use serde::{Deserialize, Serialize};
use tui_dispatch::DataResource;
use tui_dispatch_debug::debug::{DebugSection, DebugState, ron_string};

use crate::catalog;
use crate::config::Config;
use crate::sprite::SpriteData;

/// One `{name, url}` item of the collection endpoint.
#[derive(Clone, Debug, PartialEq, Serialize, Deserialize)]
pub struct CatalogEntry {
    pub name: String,
    pub url: String,
}

impl CatalogEntry {
    /// Identifier parsed from the resource URL.
    pub fn id(&self) -> String {
        catalog::entry_id_from_url(&self.url)
    }
}

/// Raw collection response; replaced wholesale on every page fetch.
#[derive(Clone, Debug, Default, PartialEq, Serialize, Deserialize)]
pub struct CatalogPage {
    pub results: Vec<CatalogEntry>,
    pub count: u64,
}

#[derive(Clone, Debug, PartialEq, Serialize, Deserialize)]
pub struct EntryDetail {
    pub id: u32,
    pub name: String,
    pub height: u32,
    pub weight: u32,
    pub base_experience: Option<u32>,
    pub order: i32,
    pub is_default: bool,
    pub species: Option<String>,
    pub types: Vec<String>,
    pub stats: Vec<StatValue>,
    pub abilities: Vec<AbilitySlot>,
    pub sprites: Vec<SpriteVariant>,
    pub moves: Vec<MoveEntry>,
    pub held_items: Vec<HeldItem>,
    pub past_types: Vec<PastTypes>,
    pub past_abilities: Vec<PastAbilities>,
    pub cry_url: Option<String>,
}

impl EntryDetail {
    /// Moves whose first version-group entry is learned by level-up.
    pub fn level_up_moves(&self) -> Vec<&MoveEntry> {
        self.moves
            .iter()
            .filter(|entry| entry.learn_method.as_deref() == Some("level-up"))
            .collect()
    }

    pub fn sprite_position(&self, key: &str) -> Option<usize> {
        self.sprites.iter().position(|variant| variant.key == key)
    }
}

#[derive(Clone, Debug, PartialEq, Serialize, Deserialize)]
pub struct StatValue {
    pub name: String,
    pub base_stat: u16,
    pub effort: u16,
}

/// Ability slot; `name` is `None` for an empty historical slot.
#[derive(Clone, Debug, PartialEq, Serialize, Deserialize)]
pub struct AbilitySlot {
    pub name: Option<String>,
    pub is_hidden: bool,
    pub slot: u8,
}

#[derive(Clone, Debug, PartialEq, Serialize, Deserialize)]
pub struct SpriteVariant {
    pub key: String,
    pub url: String,
}

#[derive(Clone, Debug, PartialEq, Serialize, Deserialize)]
pub struct MoveEntry {
    pub name: String,
    pub learn_method: Option<String>,
    pub level_learned_at: u16,
}

#[derive(Clone, Debug, PartialEq, Serialize, Deserialize)]
pub struct HeldItem {
    pub name: String,
    pub versions: Vec<ItemRarity>,
}

#[derive(Clone, Debug, PartialEq, Serialize, Deserialize)]
pub struct ItemRarity {
    pub version: String,
    pub rarity: u16,
}

#[derive(Clone, Debug, PartialEq, Serialize, Deserialize)]
pub struct PastTypes {
    pub generation: String,
    pub types: Vec<String>,
}

#[derive(Clone, Debug, PartialEq, Serialize, Deserialize)]
pub struct PastAbilities {
    pub generation: String,
    pub abilities: Vec<AbilitySlot>,
}

#[derive(Clone, Copy, Debug, Default, PartialEq, Eq, Serialize, Deserialize)]
pub enum Screen {
    #[default]
    List,
    Detail,
}

#[derive(Clone, Debug, Default, PartialEq, Serialize, Deserialize)]
pub struct SearchState {
    pub active: bool,
    pub query: String,
}

#[derive(Clone, Debug, Default, PartialEq, Serialize, Deserialize)]
pub struct PageJumpState {
    pub active: bool,
    pub input: String,
}

/// List screen state: the held page and its filtered view.
#[derive(Clone, Debug, PartialEq, Serialize, Deserialize)]
pub struct CatalogState {
    /// Requested page (1-based). Results for any other page are stale.
    pub page: u32,
    pub entries: Vec<CatalogEntry>,
    pub total_count: u64,
    pub loading: bool,
    pub filtered: Vec<usize>,
    pub selected: usize,
}

impl Default for CatalogState {
    fn default() -> Self {
        Self {
            page: 1,
            entries: Vec::new(),
            total_count: 0,
            loading: false,
            filtered: Vec::new(),
            selected: 0,
        }
    }
}

impl CatalogState {
    pub fn total_pages(&self) -> u32 {
        catalog::total_pages(self.total_count)
    }

    pub fn visible(&self) -> impl Iterator<Item = &CatalogEntry> {
        self.filtered.iter().filter_map(|idx| self.entries.get(*idx))
    }

    pub fn selected_entry(&self) -> Option<&CatalogEntry> {
        self.filtered
            .get(self.selected)
            .and_then(|idx| self.entries.get(*idx))
    }

    pub fn set_selected(&mut self, index: usize) -> bool {
        if self.filtered.is_empty() {
            self.selected = 0;
            return false;
        }
        let bounded = index.min(self.filtered.len() - 1);
        if bounded != self.selected {
            self.selected = bounded;
            return true;
        }
        false
    }

    pub fn rebuild_filtered(&mut self, query: &str) {
        self.filtered = catalog::filter_indices(&self.entries, query);
        if self.selected >= self.filtered.len() {
            self.selected = 0;
        }
    }
}

/// Detail screen state: `Empty → Loading → Loaded/Failed`, restarted
/// whenever the identifier changes.
#[derive(Clone, Debug, Serialize, Deserialize)]
pub struct DetailState {
    pub id: Option<String>,
    pub entry: DataResource<EntryDetail>,
    pub sprite_index: usize,
    pub sprite_url: Option<String>,
    pub sprite: DataResource<SpriteData>,
    pub moves_scroll: u16,
    pub cry_playing: bool,
}

impl Default for DetailState {
    fn default() -> Self {
        Self {
            id: None,
            entry: DataResource::Empty,
            sprite_index: 0,
            sprite_url: None,
            sprite: DataResource::Empty,
            moves_scroll: 0,
            cry_playing: false,
        }
    }
}

impl DetailState {
    pub fn loading(id: String) -> Self {
        Self {
            id: Some(id),
            entry: DataResource::Loading,
            ..Self::default()
        }
    }

    pub fn current_sprite(&self) -> Option<&SpriteVariant> {
        self.entry.data()?.sprites.get(self.sprite_index)
    }
}

#[derive(Clone, Debug, Serialize, Deserialize)]
pub struct AppState {
    /// API base URL, always ending with `/`.
    pub api_base: String,
    pub screen: Screen,
    pub catalog: CatalogState,
    pub search: SearchState,
    pub page_jump: PageJumpState,
    pub detail: DetailState,
    pub message: Option<String>,
    pub terminal_size: (u16, u16),
    pub tick: u64,
}

impl Default for AppState {
    fn default() -> Self {
        Self::new(&Config::default())
    }
}

impl AppState {
    pub fn new(config: &Config) -> Self {
        let (screen, detail) = match config.initial_id.clone() {
            Some(id) => (Screen::Detail, DetailState::loading(id)),
            None => (Screen::List, DetailState::default()),
        };
        Self {
            api_base: config.base_url.clone(),
            screen,
            catalog: CatalogState {
                page: config.initial_page.max(1),
                ..CatalogState::default()
            },
            search: SearchState::default(),
            page_jump: PageJumpState::default(),
            detail,
            message: None,
            terminal_size: (80, 24),
            tick: 0,
        }
    }

    pub fn is_loading(&self) -> bool {
        match self.screen {
            Screen::List => self.catalog.loading,
            Screen::Detail => self.detail.entry.is_loading() || self.detail.sprite.is_loading(),
        }
    }

    pub fn rebuild_filtered(&mut self) {
        self.catalog.rebuild_filtered(&self.search.query);
    }
}

impl DebugState for AppState {
    fn debug_sections(&self) -> Vec<DebugSection> {
        vec![
            DebugSection::new("Catalog")
                .entry("page", ron_string(&self.catalog.page))
                .entry("total_pages", ron_string(&self.catalog.total_pages()))
                .entry("count", ron_string(&self.catalog.total_count))
                .entry("held", ron_string(&self.catalog.entries.len()))
                .entry("filtered", ron_string(&self.catalog.filtered.len()))
                .entry("selected", ron_string(&self.catalog.selected))
                .entry("loading", ron_string(&self.catalog.loading)),
            DebugSection::new("Filters")
                .entry("search", ron_string(&self.search.query))
                .entry("search_active", ron_string(&self.search.active))
                .entry("page_jump", ron_string(&self.page_jump.input))
                .entry("page_jump_active", ron_string(&self.page_jump.active)),
            DebugSection::new("Detail")
                .entry("screen", ron_string(&self.screen))
                .entry("id", ron_string(&self.detail.id))
                .entry("loading", ron_string(&self.detail.entry.is_loading()))
                .entry("failed", ron_string(&self.detail.entry.error()))
                .entry("sprite", ron_string(&self.detail.sprite_url))
                .entry("cry_playing", ron_string(&self.detail.cry_playing)),
            DebugSection::new("Status")
                .entry("api_base", ron_string(&self.api_base))
                .entry("message", ron_string(&self.message)),
        ]
    }
}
● ● ● ●
### PROBLEM STATEMENT
Transcribe exactly, and only, the lines from the opening line of the records through the line containing "pub struct EntryDetail".

### TASK SOLUTION
use serde::{Deserialize, Serialize};
use tui_dispatch::DataResource;
use tui_dispatch_debug::debug::{DebugSection, DebugState, ron_string};

use crate::catalog;
use crate::config::Config;
use crate::sprite::SpriteData;

/// One `{name, url}` item of the collection endpoint.
#[derive(Clone, Debug, PartialEq, Serialize, Deserialize)]
pub struct CatalogEntry {
    pub name: String,
    pub url: String,
}

impl CatalogEntry {
    /// Identifier parsed from the resource URL.
    pub fn id(&self) -> String {
        catalog::entry_id_from_url(&self.url)
    }
}

/// Raw collection response; replaced wholesale on every page fetch.
#[derive(Clone, Debug, Default, PartialEq, Serialize, Deserialize)]
pub struct CatalogPage {
    pub results: Vec<CatalogEntry>,
    pub count: u64,
}

#[derive(Clone, Debug, PartialEq, Serialize, Deserialize)]
pub struct EntryDetail {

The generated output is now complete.